Ketua Umum Ikatan Perusahaan Industri Kapal dan Lepas Pantai Indonesia (Iperindo), Tjahjono Roesdianto mengungkapkan, kebutuhan kapal berbagai jenis, dalam kurun waktu 2011 hingga 2015 mencapai 235 unit. Sayangnya, saat ini pelaku industri galangan kapal dikenakan Pajak Pertambahan Nilai (PPN) atas barang yang diimpor. Padahal, sebelumnya, tidak ada.
”Untuk mendorong pertumbuhan industri galangan, kami minta agar PPN dihapus untuk impor bahan baku dan komponen kapal,” pintanya.

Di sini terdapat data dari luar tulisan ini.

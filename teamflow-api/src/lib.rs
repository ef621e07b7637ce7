//! # Teamflow API Server Library
//!
//! This library provides the core functionality for the Teamflow API server.
//!
//! ## Modules
//!
//! - `app`: Application state and router builder
//! - `config`: Configuration management
//! - `error`: Error handling and HTTP response mapping
//! - `middleware`: Security headers
//! - `routes`: API route handlers

pub mod app;
pub mod config;
pub mod error;
pub mod middleware;
pub mod routes;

Sementara itu, pengajar teknik mesin ITS, Herman Sasongko menilai, industri galangan kapal di Indonesia saat ini memang sedang bertumbuh. Pertumbuhan ini menjadi peluang tersendiri bagi lulusan teknik, khususnya teknik perkapalan.
Dia berharap, peluang yang besar ini mampu dimanfaatkan mahasiswa. ”Nantinya, mahasiswa bisa merancang dan menciptakan kapal-kapal baru. Saya kira, jiwa wirausaha pada mahasiswa harus ditumbuhkan,” tandasnya. (bro)
()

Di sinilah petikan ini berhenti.